Vasectomía en el tráfico
- 05/06/2015
Todos hemos hecho alguna apuesta caprichosa con nosotros mismos, como llegar caminando a tal poste antes de contar hasta diez o bajar un par de kilos en siete días. De las mías, la que más me enorgullece es llevar tres años sin tocar el claxon de mi carro y espero mantenerla hasta el día que lo venda y vuelva a reafirmar ese compromiso con el siguiente.
La principal fuente de mi orgullo descansa en que vivo en una ciudad donde usarlo parece tan vital como parpadear.
Un mediodía, hace un par de años, hice un experimento informal en la cuadra 9 de la avenida Aramburú mientras me surtían de gasolina: cerré los ojos y empecé a contar la frecuencia de los bocinazos que me llegaban, desde los más cercanos hasta los más lejanos. El espacio más largo de tranquilidad fue de veinticinco segundos. Hubo momentos en que aquellos infames estruendos casi se superponían y asumo que la mayoría venía de esa odiosa costumbre, hija de nuestro transporte informal, por la cual los taxistas a la caza de pasajeros le envían pequeños bocinazos a cualquier persona que no camine por la calle de manera resuelta, y que otra gran parte debía provenir de los idiotas que han trasladado las consolas de sus videojuegos a sus volantes, pues parecerían estar compitiendo a quién toca la bocina más rápido una vez que el semáforo cambió a verde. Mención especial merecen quienes usan la bocina como extensiones de sus gargantas en lugar de encontrar otros medios de desfogue.
Reconozco que parte del silencio de mi claxon se debe a que nunca he tenido una emergencia explícita para usarlo. Porque, vamos: que en Lima te cierre un vehículo califica más como ocurrencia turística que como excusa para lanzar bocinazos.
Todos estos datos y vivencias acumuladas en mis tímpanos me han susurrado una idea descabellada. ¿Y si en la ciudad de los bocinazos se extirparan las cornetas? ¿O al menos las del transporte público?¿Si hubiera campañas con incentivos para que los conductores acudan contentos a cortar el cable de sus cláxones? ¿Y si nuestra policía colgara alicates en sus correas además de sus pistolas?
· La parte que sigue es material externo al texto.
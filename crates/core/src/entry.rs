//! The blog entry document model and output-path derivation.

use std::path::{Path, PathBuf};
use std::sync::LazyLock;

use chrono::DateTime;
use regex::Regex;
use serde::{Deserialize, Serialize};

use crate::frontmatter::FrontMatter;

/// Title used when neither the CLI nor the front matter provides one.
pub const DEFAULT_TITLE: &str = "untitled";

/// Declared content type of a remote entry body.
#[derive(Debug, Clone, Copy, PartialEq, Eq, Serialize, Deserialize)]
#[serde(rename_all = "lowercase")]
pub enum ContentType {
    Markdown,
    Html,
}

impl ContentType {
    /// Map the `type` attribute of an Atom `<content>` element.
    pub fn from_mime(mime: &str) -> Self {
        match mime {
            "text/html" | "html" => ContentType::Html,
            _ => ContentType::Markdown,
        }
    }
}

/// One blog entry as fetched from the remote service.
///
/// An entry without an `id` has not been published yet; the id is assigned
/// by the remote side on first creation and is immutable afterwards.
#[derive(Debug, Clone, Serialize)]
pub struct Entry {
    pub id: Option<String>,
    pub title: String,
    pub body: String,
    pub content_type: ContentType,
    pub draft: bool,
    /// Order preserved, duplicates allowed.
    pub categories: Vec<String>,
    pub created: Option<String>,
    pub updated: Option<String>,
    pub edit_url: Option<String>,
}

/// The slice of entry data returned by the collection feed.
#[derive(Debug, Clone, Serialize)]
pub struct EntrySummary {
    pub id: String,
    pub title: String,
    pub updated: Option<String>,
    pub draft: bool,
    pub categories: Vec<String>,
    pub edit_url: Option<String>,
}

/// Outbound entry fields assembled from a local file plus CLI overrides.
#[derive(Debug, Clone, PartialEq)]
pub struct EntryFields {
    pub title: String,
    pub id: Option<String>,
    pub draft: bool,
    /// `None` when the front matter had no category list at all; this is
    /// distinct from an explicitly empty list.
    pub categories: Option<Vec<String>>,
}

/// Merge front matter with explicit CLI overrides into outbound fields.
///
/// The explicit title and draft override the stored values; the id is
/// always copied through from the front matter.
pub fn prepare_entry(
    front: Option<&FrontMatter>,
    explicit_title: Option<&str>,
    explicit_draft: Option<bool>,
) -> EntryFields {
    let title = explicit_title
        .map(str::to_string)
        .or_else(|| front.and_then(|f| f.title.clone()))
        .unwrap_or_else(|| DEFAULT_TITLE.to_string());

    let draft = explicit_draft.unwrap_or_else(|| front.map(FrontMatter::draft).unwrap_or(false));

    EntryFields {
        title,
        id: front.and_then(|f| f.id.clone()),
        draft,
        categories: front.and_then(|f| f.categories.clone()),
    }
}

static SLUG_STRIP_RE: LazyLock<Regex> = LazyLock::new(|| Regex::new(r"[^\w\s-]").unwrap());
static SLUG_COLLAPSE_RE: LazyLock<Regex> = LazyLock::new(|| Regex::new(r"[-\s]+").unwrap());

/// Derive a filesystem-safe slug from an entry title.
///
/// Lowercases the title, strips everything that is not a word character,
/// whitespace or hyphen, and collapses whitespace/hyphen runs into single
/// hyphens. May return an empty string.
pub fn slugify(title: &str) -> String {
    let stripped = SLUG_STRIP_RE.replace_all(title, "");
    let trimmed = stripped.trim().to_lowercase();
    SLUG_COLLAPSE_RE.replace_all(&trimmed, "-").into_owned()
}

/// Derive the output file path for an entry.
///
/// A parsable `created` timestamp buckets the file into `base/YYYYMMDD/`;
/// an explicit output directory overrides the bucketing entirely. When the
/// slug reduces to nothing the entry id is used as the file name.
pub fn output_path(
    id: &str,
    title: &str,
    created: Option<&str>,
    base_dir: &Path,
    explicit_dir: Option<&Path>,
) -> PathBuf {
    let dir = match explicit_dir {
        Some(dir) => dir.to_path_buf(),
        None => match created.and_then(|c| DateTime::parse_from_rfc3339(c).ok()) {
            Some(dt) => base_dir.join(dt.format("%Y%m%d").to_string()),
            None => base_dir.to_path_buf(),
        },
    };

    let slug = slugify(title);
    let mut file_name = if slug.is_empty() { id.to_string() } else { slug };
    if !file_name.ends_with(".md") {
        file_name.push_str(".md");
    }

    dir.join(file_name)
}

/// Render an RFC 3339 timestamp for human-readable output, passing the
/// input through unchanged when it does not parse.
pub fn format_datetime(raw: &str) -> String {
    match DateTime::parse_from_rfc3339(raw) {
        Ok(dt) => dt.format("%Y-%m-%d %H:%M:%S").to_string(),
        Err(_) => raw.to_string(),
    }
}
use std::fs;
use std::path::PathBuf;

use hatena_md_core::entry::prepare_entry;
use hatena_md_core::frontmatter;

use crate::cache::UploadCache;
use crate::config::Config;
use crate::error::Error;
use crate::images::ImageResolver;
use crate::prelude::{println, *};

/// Options for the update command
#[derive(Debug, clap::Args)]
pub struct UpdateOptions {
    /// Markdown file holding the new content
    pub file: PathBuf,

    /// Entry id or edit URL; defaults to the id stored in the front matter
    pub entry_id: Option<String>,

    /// Entry title, overriding the front matter
    #[arg(short, long)]
    pub title: Option<String>,

    /// Comma-separated category list, overriding the front matter
    #[arg(short, long)]
    pub categories: Option<String>,

    /// Mark as a draft (or publish with --draft false)
    #[arg(long, num_args = 0..=1, default_missing_value = "true")]
    pub draft: Option<bool>,
}

pub async fn run(options: UpdateOptions, global: crate::Global) -> Result<()> {
    let config = Config::load(global.config.as_deref())?;
    let client = super::client(&config)?;

    if !options.file.is_file() {
        return Err(Error::FileNotFound(options.file.display().to_string()).into());
    }
    let content = fs::read_to_string(&options.file)
        .wrap_err_with(|| f!("Failed to read {}", options.file.display()))?;

    let split = frontmatter::split(&content);
    if let Some(warning) = &split.warning {
        log::warn!("{}: {warning}", options.file.display());
    }

    let fields = prepare_entry(split.front.as_ref(), options.title.as_deref(), options.draft);
    let entry_id = options
        .entry_id
        .as_deref()
        .map(super::extract_entry_id)
        .or_else(|| fields.id.clone())
        .ok_or_else(|| {
            eyre!(
                "{} carries no entry id; pass one explicitly or create the entry first",
                options.file.display()
            )
        })?;

    let categories = match &options.categories {
        Some(raw) => super::parse_categories(raw),
        None => fields.categories.clone().unwrap_or_default(),
    };

    let base_dir = super::source_dir(&options.file)?;
    let mut cache = UploadCache::load(&config.default_output_dir);
    let mut resolver = ImageResolver::new(&mut cache);
    let outbound = super::outbound_body(&mut resolver, &client, &split.body, &base_dir).await;

    client
        .update_entry(&entry_id, &fields.title, &outbound, &categories, fields.draft)
        .await?;

    // When the id came from the command line, store it so the next update
    // can omit it.
    if fields.id.is_none() {
        super::write_back_entry_id(&options.file, &fields, &entry_id, &categories, &split.body)?;
    }

    println!("Updated entry {entry_id}");
    Ok(())
}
Siempre he creído en las soluciones integrales –gestión, educación, incentivos y disuasivos– como manera de lidiar con los problemas sociales. No por instituir la pena de muerte va a aminorar la delincuencia. Y no por castrar químicamente a un violador se evitará que aparezcan otros, aunque sí se pueda evitar que el compulsivo sin remedio lo vuelva a hacer. Pero cuando pienso no solamente en la salud mental de nuestros transeúntes, sino también en los ancianos que tratan de dormitar en sus habitaciones, en los bebés y madres que han pasado una mala noche, en los enfermos que ocupan casas y no solo hospitales, y en tantos otros casos que se deben esconder tras las ventanas que dan a nuestras calles se me ocurre que tal vez, a lo mejor, cortar esos sistemas reproductores de ruido sea una medida que a la larga valga la pena.
Al menos, hasta que la siguiente generación haya crecido sabiendo que un claxon es como un vidrio en caso de emergencia: yo, por lo menos, no he conocido a nadie que haya roto alguno.